I think the most important point Jones makes in the video is this: each party’s rhetoric may appear correct ideologically, but the end result over several administrations has been the same: militarism, corporatism (as opposed to fair capitalism), and mostly deficit. Wouldn’t it be nice to hit the reset button on some or all of these things? Should we not we end this Bush-Clinton-Bush-Clinton rut that we’re in and try something different.
Wacko, man, wacko.
If the political spectrum is represented by a circle, then you have liberals on the left, conservatives on the right, and moderates in the middle. Completely opposite to moderate is a place, I never thought I would have anything to do with. I mean, isn’t this where the wackos from both sides start seeing eye to eye?

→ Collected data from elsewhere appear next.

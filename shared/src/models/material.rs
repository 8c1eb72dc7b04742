//! Material Model (board, paper, ink, plates, ...)

use rust_decimal::Decimal;
use serde::{Deserialize, Serialize};

#[derive(Debug, Clone, Serialize, Deserialize)]
#[cfg_attr(feature = "db", derive(sqlx::FromRow))]
pub struct Material {
    pub id: i64,
    pub code: String,
    pub name: String,
    pub material_type: String,
    /// Unit of measure (sheets, kg, ltr, ...)
    pub unit: String,
    /// Grammage for paper and board
    pub gsm: Option<Decimal>,
    pub is_active: bool,
    pub created_at: i64,
    pub updated_at: i64,
}

#[derive(Debug, Clone, Serialize, Deserialize)]
pub struct MaterialCreate {
    pub code: String,
    pub name: String,
    pub material_type: String,
    pub unit: String,
    pub gsm: Option<Decimal>,
}

#[derive(Debug, Clone, Default, Serialize, Deserialize)]
pub struct MaterialUpdate {
    pub code: Option<String>,
    pub name: Option<String>,
    pub material_type: Option<String>,
    pub unit: Option<String>,
    pub gsm: Option<Decimal>,
    pub is_active: Option<bool>,
}
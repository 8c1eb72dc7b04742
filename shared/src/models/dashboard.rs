//! Dashboard summary Model

use serde::{Deserialize, Serialize};

#[derive(Debug, Clone, Serialize, Deserialize)]
#[cfg_attr(feature = "db", derive(sqlx::FromRow))]
pub struct CountByKey {
    pub key: String,
    pub count: i64,
}

#[derive(Debug, Clone, Serialize, Deserialize)]
pub struct DashboardSummary {
    /// Open jobs grouped by status
    pub jobs_by_status: Vec<CountByKey>,
    /// Open jobs grouped by current department
    pub jobs_by_department: Vec<CountByKey>,
    /// Open jobs with delivery in the next 7 days
    pub jobs_due_soon: i64,
    /// Open jobs past their delivery date
    pub jobs_overdue: i64,
    pub low_stock_items: i64,
    /// Purchase orders waiting for approval
    pub pending_purchase_orders: i64,
}
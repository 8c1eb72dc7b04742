//! Purchase order Model

use chrono::NaiveDate;
use rust_decimal::Decimal;
use serde::{Deserialize, Serialize};

#[derive(Debug, Clone, Copy, PartialEq, Eq, Serialize, Deserialize)]
#[serde(rename_all = "snake_case")]
pub enum PurchaseOrderStatus {
    Draft,
    Submitted,
    Approved,
    PartiallyReceived,
    Received,
    Cancelled,
}

impl PurchaseOrderStatus {
    pub fn from_db(s: &str) -> Option<Self> {
        match s {
            "draft" => Some(Self::Draft),
            "submitted" => Some(Self::Submitted),
            "approved" => Some(Self::Approved),
            "partially_received" => Some(Self::PartiallyReceived),
            "received" => Some(Self::Received),
            "cancelled" => Some(Self::Cancelled),
            _ => None,
        }
    }

    pub fn as_db(&self) -> &'static str {
        match self {
            Self::Draft => "draft",
            Self::Submitted => "submitted",
            Self::Approved => "approved",
            Self::PartiallyReceived => "partially_received",
            Self::Received => "received",
            Self::Cancelled => "cancelled",
        }
    }

    pub fn is_editable(&self) -> bool {
        matches!(self, Self::Draft)
    }

    pub fn can_receive(&self) -> bool {
        matches!(self, Self::Approved | Self::PartiallyReceived)
    }

    pub fn can_cancel(&self) -> bool {
        matches!(self, Self::Draft | Self::Submitted | Self::Approved)
    }
}

#[derive(Debug, Clone, Serialize, Deserialize)]
#[cfg_attr(feature = "db", derive(sqlx::FromRow))]
pub struct PurchaseOrder {
    pub id: i64,
    pub po_number: String,
    pub supplier_name: String,
    pub status: String,
    pub order_date: NaiveDate,
    pub expected_date: Option<NaiveDate>,
    pub notes: Option<String>,
    pub total_amount: Decimal,
    pub created_by: Option<i64>,
    pub approved_by: Option<i64>,
    pub created_at: i64,
    pub updated_at: i64,
}

impl PurchaseOrder {
    pub fn status(&self) -> Option<PurchaseOrderStatus> {
        PurchaseOrderStatus::from_db(&self.status)
    }
}

#[derive(Debug, Clone, Serialize, Deserialize)]
#[cfg_attr(feature = "db", derive(sqlx::FromRow))]
pub struct PurchaseOrderLine {
    pub id: i64,
    pub purchase_order_id: i64,
    pub item_id: i64,
    pub item_code: String,
    pub item_name: String,
    pub quantity: Decimal,
    pub unit_price: Decimal,
    pub received_quantity: Decimal,
}

impl PurchaseOrderLine {
    pub fn outstanding(&self) -> Decimal {
        self.quantity - self.received_quantity
    }
}

#[derive(Debug, Clone, Serialize, Deserialize)]
pub struct PurchaseOrderDetail {
    #[serde(flatten)]
    pub order: PurchaseOrder,
    pub lines: Vec<PurchaseOrderLine>,
}

#[derive(Debug, Clone, Serialize, Deserialize)]
pub struct PurchaseOrderLineInput {
    pub item_id: i64,
    pub quantity: Decimal,
    pub unit_price: Decimal,
}

#[derive(Debug, Clone, Serialize, Deserialize)]
pub struct PurchaseOrderCreate {
    pub supplier_name: String,
    pub order_date: Option<NaiveDate>,
    pub expected_date: Option<NaiveDate>,
    pub notes: Option<String>,
    pub lines: Vec<PurchaseOrderLineInput>,
}

/// Header fields are patched; `lines`, when present, replaces all lines
#[derive(Debug, Clone, Default, Serialize, Deserialize)]
pub struct PurchaseOrderUpdate {
    pub supplier_name: Option<String>,
    pub expected_date: Option<NaiveDate>,
    pub notes: Option<String>,
    pub lines: Option<Vec<PurchaseOrderLineInput>>,
}

#[derive(Debug, Clone, Serialize, Deserialize)]
pub struct ReceiveLine {
    pub item_id: i64,
    pub quantity: Decimal,
}

#[derive(Debug, Clone, Serialize, Deserialize)]
pub struct PurchaseOrderReceive {
    pub lines: Vec<ReceiveLine>,
    pub notes: Option<String>,
}

/// Order total: Σ quantity × unit_price
pub fn order_total(lines: &[PurchaseOrderLineInput]) -> Decimal {
    lines.iter().map(|l| l.quantity * l.unit_price).sum()
}

#[cfg(test)]
mod tests {
    use super::*;
    use rust_decimal::Decimal;

    #[test]
    fn test_order_total() {
        let lines = vec![
            PurchaseOrderLineInput {
                item_id: 1,
                quantity: Decimal::new(500, 0),
                unit_price: Decimal::new(1250, 2),
            },
            PurchaseOrderLineInput {
                item_id: 2,
                quantity: Decimal::new(15, 1),
                unit_price: Decimal::new(40, 0),
            },
        ];
        assert_eq!(order_total(&lines), Decimal::new(6310, 0));
        assert_eq!(order_total(&[]), Decimal::ZERO);
    }

    #[test]
    fn test_status_rules() {
        assert!(PurchaseOrderStatus::Draft.is_editable());
        assert!(!PurchaseOrderStatus::Submitted.is_editable());
        assert!(PurchaseOrderStatus::PartiallyReceived.can_receive());
        assert!(!PurchaseOrderStatus::Submitted.can_receive());
        assert!(!PurchaseOrderStatus::Received.can_cancel());
        assert_eq!(
            PurchaseOrderStatus::from_db("partially_received"),
            Some(PurchaseOrderStatus::PartiallyReceived)
        );
    }

    #[test]
    fn test_line_outstanding() {
        let line = PurchaseOrderLine {
            id: 1,
            purchase_order_id: 1,
            item_id: 3,
            item_code: "BRD-300".into(),
            item_name: "Board 300gsm".into(),
            quantity: Decimal::new(100, 0),
            unit_price: Decimal::new(2, 0),
            received_quantity: Decimal::new(40, 0),
        };
        assert_eq!(line.outstanding(), Decimal::new(60, 0));
    }
}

Yet, here I am at this moment in time, in this wacky place on the political spectrum, identifying with the strangest of bedfellows: Ron Paul, Ralph Nader, and Dennis Kucinich. At the same time, I am repulsed by what many of Ron Paul’s supporters say in social media outlets on matters like 911 and Israel, and if I dare disagree with them, they immediately label me as brainwashed by U.S. propaganda. Yet, they fail to see how much of the crap they watch on YouTube is itself propaganda. Who are the real sheeple?
But I know well how adherents can tarnish a good thing, so I’ll try to forget about them. A candidate should be judged solely by his or her words and actions.
The troll thinks.
So what happens when Alex Jones’ message gets filtered through my troll mind? Well, I’ve come to a couple of broad conclusions regarding the 2012 election:
- Ron Paul is electable, as is Rick Perry, Mitt Romney, Herman Cain, Michelle Bachmann, and the rest of the Republican field. Which one is most acceptable to you?
- This election is an important one — important enough for everyone, including progressives and independents, to vote in the Republican primaries. Even if Obama is your guy — especially if Obama’s your guy — why remain complacent while half the population chooses the head of the Republican ticket? He or she may be your next president.
All of these political thoughts are exhausting my troll brain, dude. It’s getting late, I’m tired, and I don’t know how much longer I can resist the Borg. TMZ will be on momentarily, and the urge to watch candid videos of people we unjustifiably elevate to a higher status is overwhelming. Harvey Levin, I’m ready to submit. Phwoot.